Merge pull request #9 from jbrea/dev

ablaom · web-flow · commit ebba5f9739ee · 2021-07-27T11:52:33.000+12:00
faster parsing of arff
diff --git a/Project.toml b/Project.toml
@@ -4,11 +4,14 @@ authors = ["Anthony D. Blaom <anthony.blaom@gmail.com>"]
 version = "1.0.0"
 
 [deps]
+CSV = "336ed68f-0bac-5ca0-87d4-7b16caf5d00b"
 HTTP = "cd3eb016-35fb-5094-929b-558a96fad6f3"
 JSON = "682c06a0-de6a-54ab-a142-c8b1cf79cde6"
 Markdown = "d6f4376e-aef5-505a-96c1-9c027394607a"
+ScientificTypes = "321657f4-b219-11e9-178b-2701a2544e81"
 
 [compat]
+CSV = "0.8"
 HTTP = "^0.8, 0.9"
 JSON = "^0.21"
 julia = "1"
diff --git a/src/openml.jl b/src/openml.jl
@@ -1,5 +1,7 @@
 using HTTP
 using JSON
+using CSV
+import ScientificTypes: Continuous, Count, Textual, Multiclass, coerce
 using Markdown
 
 const API_URL = "https://www.openml.org/api/v1/json"

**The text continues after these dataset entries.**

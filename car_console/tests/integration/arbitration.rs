//! Loop precedence across the registered components.

use super::common::*;
use car_console::audio::Sound;
use car_console::components::Gear;
use car_console::{ComponentKind, REGISTRATION_ORDER};

#[test]
fn console_is_registered_in_documented_order() {
    let console = Console::new();
    assert_eq!(console.car.kinds(), REGISTRATION_ORDER.to_vec());
    assert_eq!(
        REGISTRATION_ORDER,
        [
            ComponentKind::Battery,
            ComponentKind::Engine,
            ComponentKind::TurnSignalLeft,
            ComponentKind::TurnSignalRight,
            ComponentKind::EmergencyLight,
            ComponentKind::Radio,
            ComponentKind::Horn,
        ]
    );
}

#[test]
fn idle_console_plays_silence() {
    let mut console = Console::new();
    let tick = console.step(1000.0);
    assert_eq!(tick.loop_track, Sound::Silence);
    assert!(tick.one_shots.is_empty());
}

#[test]
fn horn_beats_siren() {
    let mut console = Console::new();
    console.board.press(EMERGENCY_LIGHT);
    assert_eq!(console.step(1000.0).loop_track, Sound::Siren);
    assert!(console.led(RELAY));

    console.board.press(HORN);
    assert_eq!(console.step(1000.02).loop_track, Sound::Horn);

    console.board.release(HORN);
    assert_eq!(console.step(1000.04).loop_track, Sound::Siren);

    console.board.release(EMERGENCY_LIGHT);
    assert_eq!(console.step(1000.06).loop_track, Sound::Silence);
    assert!(!console.led(RELAY));

    let log = console.audio.0.lock();
    assert_eq!(
        log.loop_changes,
        vec![Sound::Siren, Sound::Horn, Sound::Siren, Sound::Silence]
    );
}

#[test]
fn siren_beats_engine() {
    let mut console = Console::new();
    console.board.press(STARTER);
    console.step(1000.0);
    console.board.release(STARTER);
    assert_eq!(console.step(1000.02).loop_track, Sound::EngineGear(Gear::Neutral));

    console.board.press(EMERGENCY_LIGHT);
    assert_eq!(console.step(1000.04).loop_track, Sound::Siren);
}

#[test]
fn playing_radio_mutes_siren_but_not_horn() {
    let mut console = Console::new();
    console.media.insert();
    console.board.press(EMERGENCY_LIGHT);

    let tick = console.step(1000.0);
    assert_eq!(tick.loop_track, Sound::Silence);
    assert_eq!(tick.one_shots, vec![Sound::MediaInject]);

    console.board.press(HORN);
    assert_eq!(console.step(1000.02).loop_track, Sound::Horn);
}
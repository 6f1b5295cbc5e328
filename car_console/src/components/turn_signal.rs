//! Turn signal.
//!
//! Blinks at 1 Hz while its own lever or the shared emergency button is
//! held. The blink phase is derived from wall-clock time, so both signals
//! blink in sync without talking to each other. A "turn-signal" click is
//! requested on every phase edge while active.

use crate::audio::Sound;
use crate::component::{AudioRequest, Component, ComponentKind};
use car_common::hal::port::{InputHandle, OutputHandle};

/// One blinker.
pub struct TurnSignal {
    kind: ComponentKind,
    lever: InputHandle,
    emergency: InputHandle,
    led: OutputHandle,
    last_phase: bool,
    audio: AudioRequest,
}

impl TurnSignal {
    /// `kind` is [`ComponentKind::TurnSignalLeft`] or
    /// [`ComponentKind::TurnSignalRight`].
    pub fn new(kind: ComponentKind, lever: InputHandle, emergency: InputHandle, mut led: OutputHandle) -> Self {
        led.set(false);
        Self {
            kind,
            lever,
            emergency,
            led,
            last_phase: false,
            audio: AudioRequest::NONE,
        }
    }
}

/// `true` during the first half of every second.
fn blink_phase(now: f64) -> bool {
    ((now * 2.0).floor() as i64).rem_euclid(2) == 0
}

impl Component for TurnSignal {
    fn kind(&self) -> ComponentKind {
        self.kind
    }

    fn step(&mut self, now: f64) {
        self.audio.clear();
        let phase = blink_phase(now);
        let active = self.lever.is_pressed() || self.emergency.is_pressed();

        self.led.set(phase && active);
        if active && phase != self.last_phase {
            self.audio.one_shot = Some(Sound::TurnSignal);
        }
        self.last_phase = phase;
    }

    fn audio(&self) -> AudioRequest {
        self.audio
    }
}

#[cfg(test)]
mod tests {
    use super::*;
    use crate::components::test_support::Rig;

    const LEVER: u16 = 2;
    const EMERGENCY: u16 = 17;
    const LED: u16 = 15;

    fn signal(rig: &mut Rig) -> TurnSignal {
        let lever = rig.input(LEVER);
        let emergency = rig.input(EMERGENCY);
        let led = rig.output(LED);
        TurnSignal::new(ComponentKind::TurnSignalLeft, lever, emergency, led)
    }

    #[test]
    fn two_second_hold_blinks_four_edges() {
        let mut rig = Rig::new();
        let mut ts = signal(&mut rig);

        ts.step(0.0);
        assert_eq!(ts.audio().one_shot, None);

        rig.board.press(LEVER);
        let mut clicks = Vec::new();
        let mut toggles = Vec::new();
        let mut led = rig.board.output(LED);
        for k in 1..=100u32 {
            let t = k as f64 / 50.0;
            ts.step(t);
            if ts.audio().one_shot == Some(Sound::TurnSignal) {
                clicks.push(k);
            }
            let now = rig.board.output(LED);
            if now != led && k > 1 {
                toggles.push(k);
            }
            led = now;
        }

        assert_eq!(clicks, vec![25, 50, 75, 100]);
        assert_eq!(toggles, vec![25, 50, 75, 100]);
    }

    #[test]
    fn emergency_button_activates() {
        let mut rig = Rig::new();
        let mut ts = signal(&mut rig);

        rig.board.press(EMERGENCY);
        ts.step(10.0);
        assert_eq!(rig.board.output(LED), Some(true));
        ts.step(10.5);
        assert_eq!(rig.board.output(LED), Some(false));
        assert_eq!(ts.audio().one_shot, Some(Sound::TurnSignal));
    }

    #[test]
    fn inactive_is_dark_and_silent() {
        let mut rig = Rig::new();
        let mut ts = signal(&mut rig);
        for k in 0..100u32 {
            ts.step(k as f64 / 50.0);
            assert_eq!(rig.board.output(LED), Some(false));
            assert_eq!(ts.audio(), AudioRequest::NONE);
        }
        assert_eq!(ts.kind(), ComponentKind::TurnSignalLeft);
    }
}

@@ -9,10 +11,10 @@ const API_URL = "https://www.openml.org/api/v1/json"
 # https://github.com/openml/OpenML/tree/master/openml_OS/views/pages/api_new/v1/xsd
 # https://www.openml.org/api_docs#!/data/get_data_id
 
-# To do:
-# - Save the file in a local folder
-# - Check downloaded files in local folder before downloading it again
-# - Use local stored file whenever possible
+# TODO:
+# - Use e.g. DataDeps to cache data locally
+# - Put the ARFF parser to a separate package or use ARFFFiles when
+#   https://github.com/cjdoris/ARFFFiles.jl/issues/4 is fixed.
 
 """
 Returns information about a dataset. The information includes the name,
@@ -42,74 +44,163 @@ function load_Dataset_Description(id::Int; api_key::String="")
     return nothing
 end
 
+function _parse(openml, val)
+    val == "?" && return missing
+    openml ∈ ("real", "numeric", "integer") && return Meta.parse(val)
+    return val
+end
+
+emptyvec(::Type{String}, length) = fill("", length)
+emptyvec(T::Any, length) = zeros(T, length)
+function _vec(idxs, vals::AbstractVector{<:Union{Missing, T}}, length) where T
+    result = emptyvec(T, length)
+    for k in eachindex(idxs)
+        result[idxs[k]] = vals[k]
+    end
+    result
+end
+
+_scitype(scitype, ::DataType) = scitype
+_scitype(scitype, ::Type{Union{Missing, T}}) where T = Union{Missing, scitype}
+function scitype(openml, inferred)
+    (openml == "real" || (openml == "numeric" && inferred <: Union{Missing, <:Real})) && return _scitype(Continuous, inferred)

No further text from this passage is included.